I've also amended the following line, clear the log and rebooted.

... || { stop ; echo "Bailing $(date)" >> /var/log/ecs-weave; exit 0; }

Here is what I get:

[root@ip-172-31-0-151 /]# cat /var/log/ecs-weave

Started Wed Nov 23 13:00:27 UTC 2016
Sleeping Wed Nov 23 13:00:28 UTC 2016
Sleeping Wed Nov 23 13:00:29 UTC 2016
Sleeping Wed Nov 23 13:00:30 UTC 2016
Started Wed Nov 23 13:00:31 UTC 2016
Sleeping Wed Nov 23 13:00:32 UTC 2016
Started Wed Nov 23 13:00:33 UTC 2016
Started Wed Nov 23 13:01:01 UTC 2016
Sleeping Wed Nov 23 13:01:03 UTC 2016
Checker exited Wed Nov 23 13:01:03 UTC 2016
[root@ip-172-31-0-151 /]#

I struggle to understand what's going, especially because there is no log file to confirm the boot sequence.

2opremio commented 7 years ago

I struggle to understand what's going

Welcome to Upstart :)

initctl list should tell you what's going on, I think you can also get a stream with the events.

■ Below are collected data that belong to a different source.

//! PostgreSQL-backed `RescueRequestRepository` implementation.
//!
//! The progress log is stored as a JSONB array and round-trips through
//! `serde_json`; coordinates are split into two nullable columns.

use std::str::FromStr;

use async_trait::async_trait;
use diesel::dsl::count_star;
use diesel::prelude::*;
use diesel_async::RunQueryDsl;
use tracing::warn;

use crate::domain::ports::{
    RescueRequestFilter, RescueRequestRepository, RescueRequestRepositoryError, StatusCountScope,
    StatusCounts,
};
use crate::domain::{
    Coordinates, RescueRequest, RescueRequestId, RescueRequestSnapshot, RescueStatus, UpdateEntry,
    UserId,
};

use super::diesel_error_mapping::{map_diesel_error, map_pool_error};
use super::models::{NewRescueRequestRow, RescueRequestRow, RescueRequestUpdate};
use super::pool::{DbPool, PoolError};
use super::schema::rescue_requests;

/// Diesel-backed implementation of the `RescueRequestRepository` port.
#[derive(Clone)]
pub struct DieselRescueRequestRepository {
    pool: DbPool,
}

impl DieselRescueRequestRepository {
    /// Create a new repository with the given connection pool.
    pub fn new(pool: DbPool) -> Self {
        Self { pool }
    }
}

fn pool_error(error: PoolError) -> RescueRequestRepositoryError {
    map_pool_error(error, RescueRequestRepositoryError::connection)
}

fn diesel_error(error: diesel::result::Error) -> RescueRequestRepositoryError {
    map_diesel_error(
        error,
        RescueRequestRepositoryError::query,
        RescueRequestRepositoryError::connection,
    )
}

fn corrupt(id: uuid::Uuid, field: &str, detail: &dyn std::fmt::Display) -> RescueRequestRepositoryError {
    warn!(request_id = %id, field, %detail, "stored rescue request row is invalid");
    RescueRequestRepositoryError::query(format!("stored rescue request {id} has invalid {field}"))
}

fn coordinates(latitude: Option<f64>, longitude: Option<f64>) -> Option<Coordinates> {
    match (latitude, longitude) {
        (Some(latitude), Some(longitude)) => Some(Coordinates {
            latitude,
            longitude,
        }),
        _ => None,
    }
}

fn row_to_request(row: RescueRequestRow) -> Result<RescueRequest, RescueRequestRepositoryError> {
    let id = row.id;
    let status = RescueStatus::from_str(&row.status).map_err(|err| corrupt(id, "status", &err))?;
    let updates: Vec<UpdateEntry> =
        serde_json::from_value(row.updates).map_err(|err| corrupt(id, "updates", &err))?;

    RescueRequest::restore(RescueRequestSnapshot {
        id: RescueRequestId::from_uuid(id),
        informer: UserId::from_uuid(row.informer_id),
        description: row.description,
        location: row.location,
        image_url: row.image_url,
        coordinates: coordinates(row.latitude, row.longitude),
        status,
        assigned_to: row.assigned_to.map(UserId::from_uuid),
        updates,
        created_at: row.created_at,
    })
    .map_err(|err| corrupt(id, "text", &err))
}

fn rows_to_requests(
    rows: Vec<RescueRequestRow>,
) -> Result<Vec<RescueRequest>, RescueRequestRepositoryError> {
    rows.into_iter().map(row_to_request).collect()
}

fn updates_json(request: &RescueRequest) -> Result<serde_json::Value, RescueRequestRepositoryError> {
    serde_json::to_value(request.updates()).map_err(|err| {
        RescueRequestRepositoryError::query(format!("failed to encode progress log: {err}"))
    })
}

#[async_trait]
impl RescueRequestRepository for DieselRescueRequestRepository {
    async fn insert(&self, request: &RescueRequest) -> Result<(), RescueRequestRepositoryError> {
        let updates = updates_json(request)?;
        let coordinates = request.coordinates();
        let row = NewRescueRequestRow {
            id: *request.id().as_uuid(),
            informer_id: *request.informer().as_uuid(),
            description: request.description(),
            location: request.location(),
            image_url: request.image_url(),
            latitude: coordinates.map(|c| c.latitude),
            longitude: coordinates.map(|c| c.longitude),
            status: request.status().as_str(),
            assigned_to: request.assigned_to().map(|id| *id.as_uuid()),
            updates: &updates,
            created_at: request.created_at(),
        };

        let mut conn = self.pool.get().await.map_err(pool_error)?;
        diesel::insert_into(rescue_requests::table)
            .values(&row)
            .execute(&mut conn)
            .await
            .map_err(diesel_error)?;
        Ok(())
    }

    async fn save(&self, request: &RescueRequest) -> Result<bool, RescueRequestRepositoryError> {
        let updates = updates_json(request)?;
        let coordinates = request.coordinates();
        let changes = RescueRequestUpdate {
            description: request.description(),
            location: request.location(),
            image_url: request.image_url(),
            latitude: coordinates.map(|c| c.latitude),
            longitude: coordinates.map(|c| c.longitude),
            status: request.status().as_str(),
            assigned_to: request.assigned_to().map(|id| *id.as_uuid()),
            updates: &updates,
        };

        let mut conn = self.pool.get().await.map_err(pool_error)?;
        let updated = diesel::update(rescue_requests::table.find(*request.id().as_uuid()))
            .set(&changes)
            .execute(&mut conn)
            .await
            .map_err(diesel_error)?;
        Ok(updated == 1)
    }

    async fn find_by_id(
        &self,
        id: &RescueRequestId,
    ) -> Result<Option<RescueRequest>, RescueRequestRepositoryError> {
        let mut conn = self.pool.get().await.map_err(pool_error)?;
        let row = rescue_requests::table
            .find(*id.as_uuid())
            .select(RescueRequestRow::as_select())
            .first(&mut conn)
            .await
            .optional()
            .map_err(diesel_error)?;
        row.map(row_to_request).transpose()
    }

    async fn list(
        &self,
        filter: &RescueRequestFilter,
    ) -> Result<Vec<RescueRequest>, RescueRequestRepositoryError> {
        let mut query = rescue_requests::table
            .select(RescueRequestRow::as_select())
            .order(rescue_requests::created_at.desc())
            .into_boxed();
        if !filter.statuses.is_empty() {
            let statuses: Vec<&'static str> =
                filter.statuses.iter().map(|status| status.as_str()).collect();
            query = query.filter(rescue_requests::status.eq_any(statuses));
        }
        if let Some(informer) = &filter.informer {
            query = query.filter(rescue_requests::informer_id.eq(*informer.as_uuid()));
        }
        if let Some(assignee) = &filter.assigned_to {
            query = query.filter(rescue_requests::assigned_to.eq(*assignee.as_uuid()));
        }

        let mut conn = self.pool.get().await.map_err(pool_error)?;
        let rows = query.load(&mut conn).await.map_err(diesel_error)?;
        rows_to_requests(rows)
    }

    async fn delete(&self, id: &RescueRequestId) -> Result<bool, RescueRequestRepositoryError> {
        let mut conn = self.pool.get().await.map_err(pool_error)?;
        let deleted = diesel::delete(rescue_requests::table.find(*id.as_uuid()))
            .execute(&mut conn)
            .await
            .map_err(diesel_error)?;
        Ok(deleted == 1)
    }

    async fn status_counts(
        &self,
        scope: &StatusCountScope,
    ) -> Result<StatusCounts, RescueRequestRepositoryError> {
        let mut conn = self.pool.get().await.map_err(pool_error)?;
        let grouped: Vec<(String, i64)> = match scope {
            StatusCountScope::Informer(id) => {
                rescue_requests::table
                    .filter(rescue_requests::informer_id.eq(*id.as_uuid()))
                    .group_by(rescue_requests::status)
                    .select((rescue_requests::status, count_star()))
                    .load(&mut conn)
                    .await
            }
            StatusCountScope::Assignee(id) => {
                rescue_requests::table
                    .filter(rescue_requests::assigned_to.eq(*id.as_uuid()))
                    .group_by(rescue_requests::status)
                    .select((rescue_requests::status, count_star()))
                    .load(&mut conn)
                    .await
            }
        }
        .map_err(diesel_error)?;

        let mut counts = StatusCounts::default();
        for (status, count) in grouped {
            match RescueStatus::from_str(&status) {
                Ok(status) => counts.record(status, u64::try_from(count).unwrap_or_default()),
                Err(_) => warn!(%status, "ignoring unknown status in counts"),
            }
        }
        Ok(counts)
    }
}

#[cfg(test)]
mod tests {
    use super::*;
    use chrono::{TimeZone, Utc};
    use diesel::result::{DatabaseErrorKind, Error as DieselError};
    use rstest::rstest;
    use serde_json::json;

    fn row(status: &str, updates: serde_json::Value) -> RescueRequestRow {
        RescueRequestRow {
            id: uuid::Uuid::new_v4(),
            informer_id: uuid::Uuid::new_v4(),
            description: "Dog trapped behind fence".to_owned(),
            location: "Mill Lane".to_owned(),
            image_url: None,
            latitude: Some(51.5),
            longitude: None,
            status: status.to_owned(),
            assigned_to: None,
            updates,
            created_at: Utc.with_ymd_and_hms(2026, 3, 14, 9, 0, 0).single().expect("timestamp"),
        }
    }

    #[rstest]
    fn rows_restore_status_and_progress_log() {
        let stored = row(
            "in-progress",
            json!([{ "message": "Rescue request created", "timestamp": "2026-03-14T09:00:00Z" }]),
        );

        let request = row_to_request(stored).expect("valid row");

        assert_eq!(request.status(), RescueStatus::InProgress);
        assert_eq!(request.updates().len(), 1);
        assert!(request.coordinates().is_none(), "half a coordinate pair is dropped");
    }

    #[rstest]
    #[case(row("lost", json!([])))]
    #[case(row("pending", json!({ "message": "not an array" })))]
    fn invalid_rows_are_query_errors(#[case] stored: RescueRequestRow) {
        assert!(matches!(
            row_to_request(stored),
            Err(RescueRequestRepositoryError::Query { .. })
        ));
    }

    #[rstest]
    fn closed_connection_maps_to_connection_error() {
        let error = DieselError::DatabaseError(
            DatabaseErrorKind::ClosedConnection,
            Box::new("closed".to_owned()),
        );
        assert!(matches!(
            diesel_error(error),
            RescueRequestRepositoryError::Connection { .. }
        ));
    }
}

errordeveloper commented 7 years ago

I don't know what does stop mean in the upstart context, I'm gonna move my echo call before stop and see what happens.

Welcome to Upstart :)

I've used it before, but on Ubuntu and not on an RHEL-fork. On Ubuntu all tasks log to a file in /var/log/upstart.

initctl list

Thanks, forgot about this one... it's super basic :(

errordeveloper commented 7 years ago

Ok, so I believe stop effectively stops the current job.

And even with ... || { echo "Bailing $(date)" >> /var/log/ecs-weave; stop; exit 0; } now I'm able to confirm that this job gets stopped by something external, as I'm not seeing that line in my log on yet another reboot.

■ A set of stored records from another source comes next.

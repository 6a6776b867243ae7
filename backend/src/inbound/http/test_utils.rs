//! Test helpers for inbound HTTP components.

use std::sync::Arc;

use actix_session::{SessionMiddleware, storage::CookieSessionStore};
use actix_web::cookie::{Cookie, Key};
use actix_web::dev::{Service, ServiceFactory, ServiceRequest, ServiceResponse};
use actix_web::{App, HttpResponse, test as actix_test, web};

use crate::domain::ports::{
    MockAccountCommand, MockAccountQuery, MockLoginService, MockNotificationCommand,
    MockNotificationQuery, MockRescueRequestCommand, MockRescueRequestQuery, MockStatisticsQuery,
};
use crate::domain::{Actor, Error, UserId};
use crate::inbound::http::session::SessionContext;
use crate::inbound::http::state::HttpState;

/// Build a session middleware configured for tests.
///
/// - Generates a fresh signing/encryption key per invocation.
/// - Sets the cookie name to `session` and disables the `Secure` flag for
///   local HTTP tests.
pub fn test_session_middleware() -> SessionMiddleware<CookieSessionStore> {
    SessionMiddleware::builder(CookieSessionStore::default(), Key::generate())
        .cookie_name("session".to_owned())
        .cookie_secure(false)
        .build()
}

/// One mock per driving port. Set expectations on the fields, then call
/// [`MockPorts::into_state`].
#[derive(Default)]
pub struct MockPorts {
    pub login: MockLoginService,
    pub accounts: MockAccountCommand,
    pub accounts_query: MockAccountQuery,
    pub rescue_requests: MockRescueRequestCommand,
    pub rescue_requests_query: MockRescueRequestQuery,
    pub statistics: MockStatisticsQuery,
    pub notifications: MockNotificationCommand,
    pub notifications_query: MockNotificationQuery,
}

impl MockPorts {
    /// Resolve every session to `actor`.
    pub fn acting_as(mut self, actor: &Actor) -> Self {
        let actor = actor.clone();
        self.accounts_query
            .expect_actor()
            .returning(move |_| Ok(actor.clone()));
        self
    }

    pub fn into_state(self) -> HttpState {
        HttpState {
            login: Arc::new(self.login),
            accounts: Arc::new(self.accounts),
            accounts_query: Arc::new(self.accounts_query),
            rescue_requests: Arc::new(self.rescue_requests),
            rescue_requests_query: Arc::new(self.rescue_requests_query),
            statistics: Arc::new(self.statistics),
            notifications: Arc::new(self.notifications),
            notifications_query: Arc::new(self.notifications_query),
        }
    }
}

const SEED_SESSION_PATH: &str = "/test/session";

async fn seed_session(session: SessionContext, id: web::Path<String>) -> Result<HttpResponse, Error> {
    let user_id = UserId::new(id.into_inner())
        .map_err(|err| Error::invalid_request(err.to_string()))?;
    session.persist_user(&user_id)?;
    Ok(HttpResponse::Ok().finish())
}

/// App with sessions, `state`, the handlers registered by `configure` under
/// `/api/v1`, and a helper route used by [`session_cookie`].
pub fn test_app(
    state: HttpState,
    configure: impl FnOnce(&mut web::ServiceConfig),
) -> App<
    impl ServiceFactory<
        ServiceRequest,
        Config = (),
        Response = ServiceResponse,
        Error = actix_web::Error,
        InitError = (),
    >,
> {
    App::new()
        .app_data(web::Data::new(state))
        .wrap(test_session_middleware())
        .route(
            &format!("{SEED_SESSION_PATH}/{{id}}"),
            web::post().to(seed_session),
        )
        .service(web::scope("/api/v1").configure(configure))
}

/// A session cookie logged in as `user_id`.
pub async fn session_cookie<S>(app: &S, user_id: &UserId) -> Cookie<'static>
where
    S: Service<actix_http::Request, Response = ServiceResponse, Error = actix_web::Error>,
{
    let request = actix_test::TestRequest::post()
        .uri(&format!("{SEED_SESSION_PATH}/{user_id}"))
        .to_request();
    let response = actix_test::call_service(app, request).await;
    assert!(response.status().is_success(), "session seeding failed");
    response
        .response()
        .cookies()
        .find(|cookie| cookie.name() == "session")
        .expect("session cookie")
        .into_owned()
}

errordeveloper commented 7 years ago

I could make change to how this check is done and do something like:

until test \ 
  "$(docker -H unix:///var/run/docker.sock ps -q -f name=weaveproxy | wc -l)" -eq 1 \
  -a -S /var/run/weave/weave.sock; do \
sleep 1; ...

may be even get rid of timeout wrapping and use a counter...

But it'd be good understand what's going wrong exactly with the current version of the upstart config.